■ **ABOUT THIS TASK**
Retrieve each line that contains the word "MemoryStore" from the entries below.
:: EXTRACTED DATA
//! In-process [`PoolStore`] implementation.
//!
//! Mirrors the redis adapter's observable semantics over local data
//! structures: pop-empty falls back, every operation degrades safely while
//! "disconnected". Backs the `memory` cache backend for local development
//! and the integration test suite.

use crate::error::{AppError, AppResult};
use crate::generator::CodeGenerator;
use crate::store::{CodeIssue, CodeSource, PoolStore};
use async_trait::async_trait;
use chrono::{DateTime, Duration, Utc};
use dashmap::DashMap;
use std::collections::VecDeque;
use std::sync::atomic::{AtomicBool, Ordering};
use std::sync::Arc;
use std::time::Instant;
use tokio::sync::Mutex;
use tracing::debug;

#[derive(Debug, Clone)]
struct CacheEntry {
    url: String,
    expires_at: DateTime<Utc>,
}

impl CacheEntry {
    fn is_expired(&self) -> bool {
        Utc::now() >= self.expires_at
    }
}

/// Fast-store adapter holding the pool and URL cache in process memory.
pub struct MemoryStore {
    pool: Mutex<VecDeque<String>>,
    cache: DashMap<String, CacheEntry>,
    generator: Arc<CodeGenerator>,
    connected: AtomicBool,
    default_ttl_seconds: u64,
}

impl MemoryStore {
    pub fn new(generator: Arc<CodeGenerator>, default_ttl_seconds: u64) -> Self {
        Self {
            pool: Mutex::new(VecDeque::new()),
            cache: DashMap::new(),
            generator,
            connected: AtomicBool::new(true),
            default_ttl_seconds,
        }
    }

    /// Simulate an outage or recovery. Useful in tests and demos; the redis
    /// adapter flips the same state on transport failures.
    pub fn set_connected(&self, connected: bool) {
        self.connected.store(connected, Ordering::SeqCst);
    }

    fn fallback(&self, start: Instant) -> CodeIssue {
        CodeIssue {
            code: self.generator.generate_one(),
            source: CodeSource::Fallback,
            response_time_ms: start.elapsed().as_millis() as u64,
            remaining_pool_size: None,
        }
    }
}

#[async_trait]
impl PoolStore for MemoryStore {
    fn is_connected(&self) -> bool {
        self.connected.load(Ordering::SeqCst)
    }

    async fn populate_pool(&self, codes: &[String]) -> AppResult<bool> {
        if !self.is_connected() {
            return Ok(false);
        }

        let mut pool = self.pool.lock().await;
        pool.extend(codes.iter().cloned());
        debug!(count = codes.len(), "pushed codes to in-memory pool");
        Ok(true)
    }

    async fn get_short_code(&self) -> CodeIssue {
        let start = Instant::now();

        if !self.is_connected() {
            return self.fallback(start);
        }

        let (popped, remaining) = {
            let mut pool = self.pool.lock().await;
            let popped = pool.pop_back();
            (popped, pool.len() as i64)
        };

        match popped {
            Some(code) => CodeIssue {
                code,
                source: CodeSource::Pool,
                response_time_ms: start.elapsed().as_millis() as u64,
                remaining_pool_size: Some(remaining),
            },
            None => self.fallback(start),
        }
    }

    async fn pool_size(&self) -> AppResult<i64> {
        if !self.is_connected() {
            return Ok(0);
        }

        Ok(self.pool.lock().await.len() as i64)
    }

    async fn add_codes(&self, codes: &[String]) -> AppResult<u64> {
        if !self.is_connected() || codes.is_empty() {
            return Ok(0);
        }

        let mut pool = self.pool.lock().await;
        pool.extend(codes.iter().cloned());
        Ok(codes.len() as u64)
    }

    async fn remove_codes(&self, codes: &[String]) -> AppResult<u64> {
        if !self.is_connected() {
            return Ok(0);
        }

        let mut pool = self.pool.lock().await;
        let before = pool.len();
        pool.retain(|c| !codes.contains(c));
        Ok((before - pool.len()) as u64)
    }

    async fn cache_url(&self, short_code: &str, url: &str, ttl_seconds: Option<u64>) {
        if !self.is_connected() {
            return;
        }

        let ttl = ttl_seconds.unwrap_or(self.default_ttl_seconds);
        self.cache.insert(
            short_code.to_string(),
            CacheEntry {
                url: url.to_string(),
                expires_at: Utc::now() + Duration::seconds(ttl as i64),
            },
        );
    }

    async fn get_cached_url(&self, short_code: &str) -> Option<String> {
        if !self.is_connected() {
            return None;
        }

        let entry = self.cache.get(short_code)?;
        if entry.is_expired() {
            drop(entry);
            self.cache.remove(short_code);
            return None;
        }

        Some(entry.url.clone())
    }

    async fn remove_cached_url(&self, short_code: &str) {
        if !self.is_connected() {
            return;
        }

        self.cache.remove(short_code);
    }

    async fn health_check(&self) -> AppResult<bool> {
        if !self.is_connected() {
            return Err(AppError::StoreDisconnected);
        }

        Ok(true)
    }

    fn disconnect(&self) {
        self.connected.store(false, Ordering::SeqCst);
    }
}

#[cfg(test)]
mod tests {
    use super::*;
    use crate::config::{CodeConfig, DEFAULT_CHARSET};

    fn store() -> MemoryStore {
        let generator = Arc::new(CodeGenerator::new(&CodeConfig {
            charset: DEFAULT_CHARSET.to_string(),
            length: 5,
        }));
        MemoryStore::new(generator, 3600)
    }

    fn codes(names: &[&str]) -> Vec<String> {
        names.iter().map(|s| s.to_string()).collect()
    }

    #[tokio::test]
    async fn test_populate_and_pop() {
        let store = store();
        store
            .populate_pool(&codes(&["aaaaa", "bbbbb"]))
            .await
            .unwrap();

        assert_eq!(store.pool_size().await.unwrap(), 2);

        let issue = store.get_short_code().await;
        assert_eq!(issue.source, CodeSource::Pool);
        assert_eq!(store.pool_size().await.unwrap(), 1);
        assert_eq!(issue.remaining_pool_size, Some(1));
    }

    #[tokio::test]
    async fn test_empty_pool_falls_back() {
        let store = store();

        let issue = store.get_short_code().await;

        assert_eq!(issue.source, CodeSource::Fallback);
        assert_eq!(issue.code.len(), 5);
    }

    #[tokio::test]
    async fn test_disconnected_falls_back() {
        let store = store();
        store.populate_pool(&codes(&["aaaaa"])).await.unwrap();
        store.set_connected(false);

        let issue = store.get_short_code().await;

        assert_eq!(issue.source, CodeSource::Fallback);
        assert_eq!(store.pool_size().await.unwrap(), 0);
    }

    #[tokio::test]
    async fn test_add_codes_counts_and_degrades() {
        let store = store();

        let added = store.add_codes(&codes(&["aaaaa", "bbbbb"])).await.unwrap();
        assert_eq!(added, 2);
        assert_eq!(store.pool_size().await.unwrap(), 2);

        assert_eq!(store.add_codes(&[]).await.unwrap(), 0);

        store.set_connected(false);
        let added = store.add_codes(&codes(&["ccccc"])).await.unwrap();
        assert_eq!(added, 0);
    }

    #[tokio::test]
    async fn test_remove_codes_removes_all_occurrences() {
        let store = store();
        store
            .populate_pool(&codes(&["aaaaa", "bbbbb", "aaaaa", "ccccc"]))
            .await
            .unwrap();

        let removed = store.remove_codes(&codes(&["aaaaa"])).await.unwrap();

        assert_eq!(removed, 2);
        assert_eq!(store.pool_size().await.unwrap(), 2);
    }

    #[tokio::test]
    async fn test_cache_roundtrip_and_expiry() {
        let store = store();

        store
            .cache_url("abcde", "https://example.com", Some(3600))
            .await;
        assert_eq!(
            store.get_cached_url("abcde").await.as_deref(),
            Some("https://example.com")
        );

        store.remove_cached_url("abcde").await;
        assert_eq!(store.get_cached_url("abcde").await, None);

        // Zero TTL expires immediately.
        store.cache_url("edcba", "https://example.org", Some(0)).await;
        assert_eq!(store.get_cached_url("edcba").await, None);
    }
}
::::
■ **TASK SOLUTION**
pub struct MemoryStore {
impl MemoryStore {
impl PoolStore for MemoryStore {
    fn store() -> MemoryStore {
        MemoryStore::new(generator, 3600)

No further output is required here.